The Last Amazon and I rode together on the subway this morning - as is our habit. Her outrage of the day is a story about a pharmacist refusing to fill a birth control prescription as it contravenes his religious beliefs.
She feels this is the tip of the iceberg. If this pharmacist is allowed to get away with this behaviour, before you know it, we will all be living in a theocracy. My position is no matter how repugnant you may personally find his views he should be allowed to live out his life and his livelihood according to his conscience. She feels that the pharmacist is far too moralistic and he does not have the right to impose his morality on the general populace. I say; let the market decided. She thinks there ought to be a law.

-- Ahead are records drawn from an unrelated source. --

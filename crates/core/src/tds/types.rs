//! TDS report data types.

use std::collections::{HashMap, HashSet};
use std::fmt;

use chrono::NaiveDate;
use khata_shared::TaxIdField;
use rust_decimal::Decimal;
use serde::{Deserialize, Serialize};
use serde_json::{Map, Value, json};

use super::error::TdsError;

/// Filter value that switches on the supplier display name column.
pub const NAMING_SERIES: &str = "Naming Series";

/// Report filters as submitted by the caller.
#[derive(Debug, Clone, Serialize, Deserialize)]
pub struct TdsFilters {
    /// First posting date included in the report.
    pub from_date: NaiveDate,
    /// Last posting date included in the report.
    pub to_date: NaiveDate,
    /// Company whose withholding accounts are reported.
    #[serde(default)]
    pub company: Option<String>,
    /// Restricts the report to one supplier.
    #[serde(default)]
    pub supplier: Option<String>,
    /// Supplier naming rule in effect ("Naming Series" adds the name column).
    #[serde(default)]
    pub naming_series: Option<String>,
}

impl TdsFilters {
    /// Checks that the date range is not inverted.
    pub fn validate(&self) -> Result<(), TdsError> {
        if self.from_date > self.to_date {
            return Err(TdsError::InvalidDateRange {
                from_date: self.from_date,
                to_date: self.to_date,
            });
        }
        Ok(())
    }

    /// Whether rows and columns carry the supplier display name.
    #[must_use]
    pub fn shows_supplier_name(&self) -> bool {
        self.naming_series.as_deref() == Some(NAMING_SERIES)
    }

    /// The supplier filter, ignoring blank values.
    #[must_use]
    pub fn supplier(&self) -> Option<&str> {
        self.supplier.as_deref().filter(|s| !s.trim().is_empty())
    }

    /// The company filter, ignoring blank values.
    #[must_use]
    pub fn company(&self) -> Option<&str> {
        self.company.as_deref().filter(|s| !s.trim().is_empty())
    }
}

/// Type of the document that posted a ledger entry.
#[derive(Debug, Clone, PartialEq, Eq, Hash, Serialize, Deserialize)]
#[serde(from = "String", into = "String")]
pub enum VoucherType {
    /// Purchase Invoice.
    PurchaseInvoice,
    /// Payment Entry.
    PaymentEntry,
    /// Journal Entry.
    JournalEntry,
    /// Any other document type.
    Other(String),
}

impl VoucherType {
    /// Returns the document type name as stored in the ledger.
    #[must_use]
    pub fn as_str(&self) -> &str {
        match self {
            Self::PurchaseInvoice => "Purchase Invoice",
            Self::PaymentEntry => "Payment Entry",
            Self::JournalEntry => "Journal Entry",
            Self::Other(name) => name,
        }
    }
}

impl From<&str> for VoucherType {
    fn from(value: &str) -> Self {
        match value {
            "Purchase Invoice" => Self::PurchaseInvoice,
            "Payment Entry" => Self::PaymentEntry,
            "Journal Entry" => Self::JournalEntry,
            other => Self::Other(other.to_string()),
        }
    }
}

impl From<String> for VoucherType {
    fn from(value: String) -> Self {
        Self::from(value.as_str())
    }
}

impl From<VoucherType> for String {
    fn from(value: VoucherType) -> Self {
        value.as_str().to_string()
    }
}

impl fmt::Display for VoucherType {
    fn fmt(&self, f: &mut fmt::Formatter<'_>) -> fmt::Result {
        f.write_str(self.as_str())
    }
}

/// A posted general ledger entry.
#[derive(Debug, Clone, Serialize, Deserialize)]
pub struct GlEntry {
    /// Document number of the voucher that posted the entry.
    pub voucher_no: String,
    /// Document type of the voucher.
    pub voucher_type: VoucherType,
    /// Ledger account.
    pub account: String,
    /// Debit amount.
    pub debit: Decimal,
    /// Credit amount.
    pub credit: Decimal,
    /// Posting date.
    pub posting_date: NaiveDate,
    /// Counterparty of the movement (account or party name).
    pub against: Option<String>,
    /// Party the entry was booked for.
    pub party: Option<String>,
    /// Cancelled entries never take part in the report.
    #[serde(default)]
    pub is_cancelled: bool,
}

impl GlEntry {
    /// The party, falling back to the counterparty when no party is set.
    #[must_use]
    pub fn counterparty(&self) -> Option<&str> {
        non_blank(self.party.as_deref()).or_else(|| non_blank(self.against.as_deref()))
    }
}

/// Voucher metadata joined onto the matched ledger entries.
#[derive(Debug, Clone, Default, Serialize, Deserialize)]
pub struct VoucherMeta {
    /// Withholding category chosen on the voucher itself.
    pub tax_withholding_category: Option<String>,
    /// Net total subject to withholding (purchase invoices only).
    pub net_total: Option<Decimal>,
    /// Supplier parties on the journal entry lines, in line order.
    pub journal_parties: Vec<String>,
}

/// Supplier master data used by the report.
#[derive(Debug, Clone, Default, Serialize, Deserialize)]
pub struct SupplierInfo {
    /// Supplier identifier.
    pub name: String,
    /// PAN or generic tax id, depending on the installation.
    pub tax_id: Option<String>,
    /// Display name.
    pub supplier_name: Option<String>,
    /// Company, Individual, etc.
    pub supplier_type: Option<String>,
    /// Default withholding category.
    pub tax_withholding_category: Option<String>,
}

/// Everything the aggregation needs, loaded in one pass by the data layer.
#[derive(Debug, Clone, Default)]
pub struct TdsDataset {
    /// Ledger accounts that hold TDS liability.
    pub tds_accounts: HashSet<String>,
    /// All non-cancelled entries of the matched vouchers, in posting order.
    pub entries: Vec<GlEntry>,
    /// Metadata per matched voucher number.
    pub vouchers: HashMap<String, VoucherMeta>,
    /// Supplier master records by supplier identifier.
    pub suppliers: HashMap<String, SupplierInfo>,
    /// Statutory rate (percent) per withholding category.
    pub rates: HashMap<String, Decimal>,
}

/// One report line: the withholding on a single voucher.
#[derive(Debug, Clone, PartialEq, Serialize)]
pub struct TdsRow {
    /// Supplier PAN or tax id.
    pub tax_id: Option<String>,
    /// Supplier identifier, when the party is a known supplier.
    pub supplier: Option<String>,
    /// Supplier display name.
    pub supplier_name: Option<String>,
    /// Withholding category (section code).
    pub section_code: Option<String>,
    /// Supplier type.
    pub entity_type: Option<String>,
    /// Applied rate in percent.
    pub tds_rate: Option<Decimal>,
    /// Amount the withholding was computed on.
    pub total_amount_credited: Decimal,
    /// Withheld amount.
    pub tds_deducted: Decimal,
    /// Posting date of the voucher.
    pub transaction_date: NaiveDate,
    /// Voucher document type.
    pub transaction_type: VoucherType,
    /// Voucher number.
    pub ref_no: String,
}

impl TdsRow {
    /// Renders the row as a record keyed by column field names.
    ///
    /// Rates and amounts are written as normalized decimal strings (`"1000"`,
    /// `"12.5"`) so no precision is lost on the wire.
    #[must_use]
    pub fn to_record(&self, tax_id_field: TaxIdField, include_supplier_name: bool) -> Map<String, Value> {
        let mut record = Map::new();
        record.insert(tax_id_field.fieldname().to_string(), json!(self.tax_id));
        record.insert("supplier".to_string(), json!(self.supplier));
        if include_supplier_name {
            record.insert("supplier_name".to_string(), json!(self.supplier_name));
        }
        record.insert("section_code".to_string(), json!(self.section_code));
        record.insert("entity_type".to_string(), json!(self.entity_type));
        record.insert(
            "tds_rate".to_string(),
            json!(self.tds_rate.map(decimal_string)),
        );
        record.insert(
            "total_amount_credited".to_string(),
            json!(decimal_string(self.total_amount_credited)),
        );
        record.insert(
            "tds_deducted".to_string(),
            json!(decimal_string(self.tds_deducted)),
        );
        record.insert("transaction_date".to_string(), json!(self.transaction_date));
        record.insert("transaction_type".to_string(), json!(self.transaction_type));
        record.insert("ref_no".to_string(), json!(self.ref_no));
        record
    }
}

/// Field type of a report column.
#[derive(Debug, Clone, Copy, PartialEq, Eq, Serialize, Deserialize)]
pub enum FieldType {
    /// Free text.
    Data,
    /// Link to a record of the type named in `options`.
    Link,
    /// Link whose target type is read from the column named in `options`.
    #[serde(rename = "Dynamic Link")]
    DynamicLink,
    /// Percentage.
    Percent,
    /// Decimal number.
    Float,
    /// Calendar date.
    Date,
}

/// Column metadata for the tabular renderer.
#[derive(Debug, Clone, PartialEq, Eq, Serialize, Deserialize)]
pub struct ReportColumn {
    /// Column heading.
    pub label: String,
    /// Key of the value in each row.
    pub fieldname: String,
    /// Field type, when the renderer needs one.
    #[serde(skip_serializing_if = "Option::is_none")]
    pub fieldtype: Option<FieldType>,
    /// Link target or dynamic link source column.
    #[serde(skip_serializing_if = "Option::is_none")]
    pub options: Option<String>,
    /// Display width in pixels.
    pub width: u32,
}

/// Finished report.
#[derive(Debug, Clone, Serialize)]
pub struct TdsReport {
    /// Ordered column metadata.
    pub columns: Vec<ReportColumn>,
    /// One record per voucher with a withholding deduction.
    pub rows: Vec<Map<String, Value>>,
}

fn decimal_string(value: Decimal) -> String {
    value.normalize().to_string()
}

pub(crate) fn non_blank(value: Option<&str>) -> Option<&str> {
    value.filter(|v| !v.is_empty())
}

Maybe I should have given her the collected works of Ayn Rand rather than the Alias DVD’s she wanted for Christmas. Next year will be different.
5 comments:
I think you just touched on an interesting thought - Conservative value books for children and young teens - the real Hardy boys! I bet that could be a goldmine.

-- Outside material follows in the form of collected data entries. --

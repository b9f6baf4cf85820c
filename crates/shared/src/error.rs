//! Application-wide error types.

use thiserror::Error;

/// Application error types.
#[derive(Debug, Error)]
pub enum AppError {
    /// Validation error.
    #[error("Validation error: {0}")]
    Validation(String),

    /// Database error.
    #[error("Database error: {0}")]
    Database(String),
}

impl AppError {
    /// Returns the HTTP status code for this error.
    #[must_use]
    pub const fn status_code(&self) -> u16 {
        match self {
            Self::Validation(_) => 400,
            Self::Database(_) => 500,
        }
    }

    /// Returns the error code for API responses.
    #[must_use]
    pub const fn error_code(&self) -> &'static str {
        match self {
            Self::Validation(_) => "VALIDATION_ERROR",
            Self::Database(_) => "DATABASE_ERROR",
        }
    }

    /// Returns the message without the category prefix.
    #[must_use]
    pub fn message(&self) -> &str {
        match self {
            Self::Validation(msg) | Self::Database(msg) => msg,
        }
    }
}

The "collective" works -- them's fightin' words!!
Never mind her, I think I really should read them again if I am writing collective rather than collected. Must be a liberal influence.
I think the state licensing board found a good balance between freedom of conscience and welfare of the patient.
The pharmacist ought to at least have referred the patient to another pharmacy where the prescription could be fulfilled -- that's an obligation of the job whatever his moral scruples about the drugs themselves.
Having his license limited is a good non-legislative step. If you screw up in your job, you deserve to face appropriate consequences.
Chris, so nice to see that you are still getting around. I miss your blog. Things aren't the same without you.
That said, I agree somewhat with the licensing board. For the life of me, I could not understand why the pharmacist didn't just give her back her prescription and tell her to go somewhere else.